The celibacy “talk” is a literal turnstile in the adult dating world. For some it is a badge of honor and grace. To others a menacing stop light with no reward in sight. However, to some it serves as a mere deterrent for the seeker of casual sex. Knowing the difference is key!
Celibacy has three uses according to Webster’s Dictionary.
1. The state of not being married
2. a: Abstention from sexual intercourse
b: Abstention by vow from marriage
We live in a society where vocabulary is not a shared skill set. So, let’s examine the misunderstanding that incurs when someone says, “I’m celibate.” If one was to look in the dictionary, the primary definition speaks of being unmarried. Well, if you are on a date and declare that you are celibate, then you are in the right place. Most people will accept the primary definition and rarely explore others. Notice, 2 of the 3 uses refer to being unmarried.

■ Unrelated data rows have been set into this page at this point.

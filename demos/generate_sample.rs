//! Generates a synthetic ERP-style export for exercising the sweeper.
//!
//! Usage: `cargo run --example generate_sample [num_rows] [output_path]`

use std::env;
use std::fs::File;
use std::io::{self, BufWriter, Write};

use rand::Rng;
use rand::seq::IndexedRandom;
use rust_decimal::Decimal;

const PROBABILITY_OFFSET_PAIR: f64 = 0.3;
const PROBABILITY_BLANK_AMOUNT: f64 = 0.05;

const MEMOS: [&str; 6] = [
    "invoice",
    "consulting fee",
    "supplies",
    "subscription",
    "refund",
    "license renewal",
];

struct GeneratorConfig {
    num_rows: usize,
    output_path: String,
}

impl GeneratorConfig {
    fn from_args() -> Self {
        let args: Vec<String> = env::args().collect();
        let num_rows = args.get(1).and_then(|s| s.parse().ok()).unwrap_or(200);
        let output_path = args.get(2).cloned().unwrap_or_else(|| "sample.csv".to_string());

        Self { num_rows, output_path }
    }
}

fn main() -> io::Result<()> {
    let config = GeneratorConfig::from_args();

    let file = File::create(&config.output_path)?;
    let mut writer = BufWriter::new(file);
    let mut rng = rand::rng();

    writeln!(writer, "date,memo,amount")?;

    let mut written = 0usize;
    while written < config.num_rows {
        let roll: f64 = rng.random();

        if roll < PROBABILITY_OFFSET_PAIR && written + 2 <= config.num_rows {
            // An entry plus its exact reversal, which the sweeper should
            // move into the discarded file.
            let amount = random_amount(&mut rng);
            write_row(&mut writer, written, pick_memo(&mut rng), &format_currency(amount))?;
            write_row(&mut writer, written + 1, "reversal", &format_currency(-amount))?;
            written += 2;
        } else if roll < PROBABILITY_OFFSET_PAIR + PROBABILITY_BLANK_AMOUNT {
            write_row(&mut writer, written, "pending", "")?;
            written += 1;
        } else {
            let amount = random_amount(&mut rng);
            write_row(&mut writer, written, pick_memo(&mut rng), &format_currency(amount))?;
            written += 1;
        }
    }

    writer.flush()?;
    println!("Wrote {} rows to {}", config.num_rows, config.output_path);

    Ok(())
}

fn pick_memo<R: Rng>(rng: &mut R) -> &'static str {
    MEMOS.choose(rng).copied().unwrap_or(MEMOS[0])
}

fn random_amount<R: Rng>(rng: &mut R) -> Decimal {
    let cents: i64 = if rng.random_bool(0.2) {
        rng.random_range(-5_000_000..-1)
    } else {
        rng.random_range(1..5_000_000)
    };

    Decimal::new(cents, 2)
}

fn write_row<W: Write>(writer: &mut W, position: usize, memo: &str, amount: &str) -> io::Result<()> {
    let month = 1 + (position / 28) % 12;
    let day = 1 + position % 28;
    let field = if amount.contains(',') {
        format!("\"{amount}\"")
    } else {
        amount.to_string()
    };

    writeln!(writer, "2024-{month:02}-{day:02},{memo},{field}")
}

fn format_currency(value: Decimal) -> String {
    let text = format!("{:.2}", value.abs());
    let (int_part, frac_part) = text.split_once('.').unwrap_or((text.as_str(), "00"));

    let mut grouped = String::new();
    for (position, digit) in int_part.chars().rev().enumerate() {
        if position > 0 && position % 3 == 0 {
            grouped.push(',');
        }
        grouped.push(digit);
    }
    let int_grouped: String = grouped.chars().rev().collect();

    let sign = if value.is_sign_negative() && !value.is_zero() { "-" } else { "" };
    format!("{sign}${int_grouped}.{frac_part}")
}
mod entry;

pub use entry::{AnnotatedEntry, Entry};
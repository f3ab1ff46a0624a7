use std::str::FromStr;

use rust_decimal::Decimal;

use crate::types::errors::AmountError;

/// Literal substituted for a blank amount field before parsing.
pub const ZERO_AMOUNT: &str = "$0.00";

const CURRENCY_GLYPH: char = '$';
const THOUSANDS_SEPARATOR: char = ',';

/// Converts a raw CSV amount field into a signed decimal value.
///
/// Plain numeric fields pass through unchanged. Currency-tagged fields have
/// the `$` glyph and all thousands separators stripped; a minus sign anywhere
/// in the residue negates the absolute magnitude, so an export that embeds
/// the sign mid-string (`$-1,200.00`) parses the same as a leading minus.
///
/// # Errors
/// Returns `AmountError::Unparseable` when the residue left after stripping
/// the currency glyph, separators, and sign is not a decimal numeral.
pub fn normalize(raw: &str) -> Result<Decimal, AmountError> {
    let field = match raw.trim() {
        "" => ZERO_AMOUNT,
        trimmed => trimmed,
    };

    if let Ok(value) = Decimal::from_str(field) {
        return Ok(value);
    }

    let residue: String = field
        .chars()
        .filter(|c| *c != CURRENCY_GLYPH && *c != THOUSANDS_SEPARATOR)
        .collect();
    let negative = residue.contains('-');
    let digits: String = residue.chars().filter(|c| *c != '-').collect();

    let magnitude = Decimal::from_str(digits.trim())
        .map_err(|_| AmountError::Unparseable(raw.to_string()))?
        .abs();

    Ok(if negative { -magnitude } else { magnitude })
}
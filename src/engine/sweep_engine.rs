use std::fs;
use std::path::{Path, PathBuf};

use csv::{ReaderBuilder, StringRecord, Trim, WriterBuilder};
use rust_decimal::Decimal;
use tracing::info;

use crate::engine::balance::{BALANCE_DECIMALS, annotate};
use crate::engine::errors::SweepError;
use crate::engine::matcher::match_offsets;
use crate::engine::reconcile::reconcile;
use crate::models::{AnnotatedEntry, Entry};
use crate::types::normalize;

const AMOUNT_COLUMN: &str = "amount";
const CLEANED_SUFFIX: &str = "-cleaned.csv";
const DISCARDED_SUFFIX: &str = "-discarded.csv";
const DERIVED_COLUMNS: [&str; 3] = ["debit", "credit", "balance"];

/// Summary of a completed run.
#[derive(Debug)]
pub struct SweepReport {
    pub cleaned_path: PathBuf,
    pub discarded_path: PathBuf,
    pub kept_rows: usize,
    pub discarded_rows: usize,
}

/// Single-pass batch pipeline over one CSV export.
pub struct SweepEngine;

impl SweepEngine {
    pub fn new() -> Self {
        Self
    }

    /// Runs the full pipeline for `<stem>.csv`.
    ///
    /// Loads and normalizes every row, sorts by descending absolute amount,
    /// cancels offsetting pairs, verifies that the totals reconcile, then
    /// writes `<stem>-cleaned.csv` and `<stem>-discarded.csv` with the rows
    /// back in original order plus the derived balance columns.
    pub fn run(&self, stem: &str) -> Result<SweepReport, SweepError> {
        let input = PathBuf::from(format!("{stem}.csv"));
        if !input.exists() {
            return Err(SweepError::InputMissing(input.display().to_string()));
        }

        let (headers, amount_column, entries) = self.read_entries(&input)?;
        let total_before = round_total(&entries);

        let mut by_magnitude = entries;
        by_magnitude.sort_by(|a, b| b.amount.abs().cmp(&a.amount.abs()));

        let outcome = match_offsets(by_magnitude);

        let cleaned_path = PathBuf::from(format!("{stem}{CLEANED_SUFFIX}"));
        let discarded_path = PathBuf::from(format!("{stem}{DISCARDED_SUFFIX}"));

        // Stale outputs from a prior run are removed before the
        // reconciliation gate, so a failing run still deletes them. Kept
        // from the original tool.
        remove_stale(&cleaned_path)?;
        remove_stale(&discarded_path)?;

        let total_kept = round_total(&outcome.kept);
        let total_discarded: Decimal = outcome.discarded.iter().map(|entry| entry.amount).sum();
        reconcile(total_before, total_kept, total_discarded)?;

        let kept = annotate(chronological(outcome.kept));
        let discarded = annotate(chronological(outcome.discarded));

        self.write_partition(&cleaned_path, &headers, amount_column, &kept)?;
        self.write_partition(&discarded_path, &headers, amount_column, &discarded)?;

        info!(
            "Swept {} rows: {} kept, {} discarded",
            kept.len() + discarded.len(),
            kept.len(),
            discarded.len()
        );

        Ok(SweepReport {
            cleaned_path,
            discarded_path,
            kept_rows: kept.len(),
            discarded_rows: discarded.len(),
        })
    }

    fn read_entries(&self, input: &Path) -> Result<(StringRecord, usize, Vec<Entry>), SweepError> {
        let mut reader = ReaderBuilder::new().trim(Trim::All).from_path(input)?;

        let headers = reader.headers()?.clone();
        let amount_column = headers
            .iter()
            .position(|header| header == AMOUNT_COLUMN)
            .ok_or_else(|| SweepError::AmountColumnMissing(input.display().to_string()))?;

        let mut entries = Vec::new();
        for (position, record) in reader.records().enumerate() {
            let record = record?;
            let original_index = position + 1;
            let raw = record.get(amount_column).unwrap_or("");
            let amount = normalize(raw).map_err(|source| SweepError::Amount {
                row: original_index,
                source,
            })?;
            entries.push(Entry::new(original_index, amount, record));
        }

        Ok((headers, amount_column, entries))
    }

    fn write_partition(
        &self,
        path: &Path,
        headers: &StringRecord,
        amount_column: usize,
        rows: &[AnnotatedEntry],
    ) -> Result<(), SweepError> {
        let mut writer = WriterBuilder::new().from_path(path)?;

        let mut header_row = headers.clone();
        for column in DERIVED_COLUMNS {
            header_row.push_field(column);
        }
        writer.write_record(&header_row)?;

        for row in rows {
            let mut record = StringRecord::new();
            for (index, field) in row.entry.record.iter().enumerate() {
                if index == amount_column {
                    record.push_field(&money(row.entry.amount));
                } else {
                    record.push_field(field);
                }
            }
            record.push_field(&money(row.debit));
            record.push_field(&money(row.credit));
            record.push_field(&money(row.balance));
            writer.write_record(&record)?;
        }

        writer.flush()?;
        Ok(())
    }
}

fn chronological(mut rows: Vec<Entry>) -> Vec<Entry> {
    rows.sort_by_key(|row| row.original_index);
    rows
}

fn round_total(rows: &[Entry]) -> Decimal {
    rows.iter()
        .map(|row| row.amount)
        .sum::<Decimal>()
        .round_dp(BALANCE_DECIMALS)
}

fn money(value: Decimal) -> String {
    format!("{:.2}", value.round_dp(BALANCE_DECIMALS))
}

fn remove_stale(path: &Path) -> Result<(), SweepError> {
    if path.exists() {
        fs::remove_file(path)?;
    }
    Ok(())
}
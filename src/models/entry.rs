use csv::StringRecord;
use rust_decimal::Decimal;

use crate::types::RowIndex;

/// A single input row with its normalized amount.
///
/// Every column except `amount` is opaque to the pipeline and carried in
/// `record` untouched. `original_index` is the 1-based position in the input
/// file and exists only to restore chronological order after the
/// magnitude-sorted matching pass.
#[derive(Debug, Clone, PartialEq)]
pub struct Entry {
    /// 1-based position in the input file, assigned once at load time.
    pub original_index: RowIndex,
    /// Signed amount, derived once from the raw field.
    pub amount: Decimal,
    /// The raw input columns, passed through unchanged.
    pub record: StringRecord,
}

impl Entry {
    pub fn new(original_index: RowIndex, amount: Decimal, record: StringRecord) -> Self {
        Self {
            original_index,
            amount,
            record,
        }
    }

    /// Positive amounts book as debits.
    pub fn debit(&self) -> Decimal {
        if self.amount > Decimal::ZERO {
            self.amount
        } else {
            Decimal::ZERO
        }
    }

    /// Negative amounts book as credits, with the magnitude made positive.
    pub fn credit(&self) -> Decimal {
        if self.amount < Decimal::ZERO {
            -self.amount
        } else {
            Decimal::ZERO
        }
    }
}

/// An entry carrying its derived debit/credit/running-balance columns.
#[derive(Debug, Clone, PartialEq)]
pub struct AnnotatedEntry {
    pub entry: Entry,
    pub debit: Decimal,
    pub credit: Decimal,
    pub balance: Decimal,
}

Now, it is my understanding when most women say they are practicing celibacy, they are indeed referring to the “abstention from sexual intercourse”. This simply means, they have chosen not to have sex. It is a calculated decision. It does not necessarily speak to a deep conviction or a spiritual mandate when you herald the decree that you are celibate. So, what are they trying to communicate? Ladies: Don't be offended at an inquiry when your lifestyle of resolve is vacillating. If you can only abstain from chocolate or caffeine for a period of time, it stands to reason that your resolve to abstain from sex is time limited as well. It is imperative that you lead with the true you rather than the fantasy you, who tends to serve as a barrier to making successful connections.
Frequent falling from the celibacy wagon is an indicator. Recognize it!
It is generally unacceptable for women to have an excessive number of sexual partners. On the contrary, it is highly desirable for a woman to have an excessive number of sexual encounters. But I digress. It is common for a woman to settle on celibacy in the effort to maintain the guise of being a “lady”. Fellas do not be alarmed and certainly do not shut down when you hear that your date is choosing to abstain from sex. Don’t allow the conversation to lull, but launch into a preemptive strategy by asking probing questions.
Honestly speaking, many women will find it challenging to put words to the idea of being celibate. As many are no longer virgins and intermittently succumb to the visceral need for intimacy and sexual satisfaction, many are indeed only passively practicing celibacy. Don’t be afraid to push the conversation past the surface, to truly explore the “plan for celibacy” and discover the length of the journey. It will speak louder than the term itself.
The Celibacy Plan: What You Should Know Before You Walk Away
How long have you been celibate?
The duration of abstention will expose the level of commitment and the goal. This is an exploratory question that can help ground your emotional rejection to the word celibacy.
What is the goal of your celibacy?
Knowing if the personalize goal of celibacy is to abstain until marriage or to reduce sexual partners is monumental in framing the direction of a potential relationship.
What prompted your decision to become celibate?
Weighing the decision to abstain from sex is a major decision. However, understanding if that decision was one made of personal guilt because of historical promiscuity versus a sense of sabotaging marriage proposals, is data that can change the trajectory of a potential connection.
So, think of “celibacy” as the flashing yellow light. It simply says:
-
Slow down: Get to know me.
Proceed with caution: Establish a healthy connection.
Yield to the right of way: Wait, you can get it!
If you are practicing celibacy and struggle to commit to abstaining from other pleasures in your life, don't become offended when your celibacy is questioned. It's a indicator of interest, a tool of engagement, and a signal to check your lifestyle. Your struggle often speaks louder than your conviction.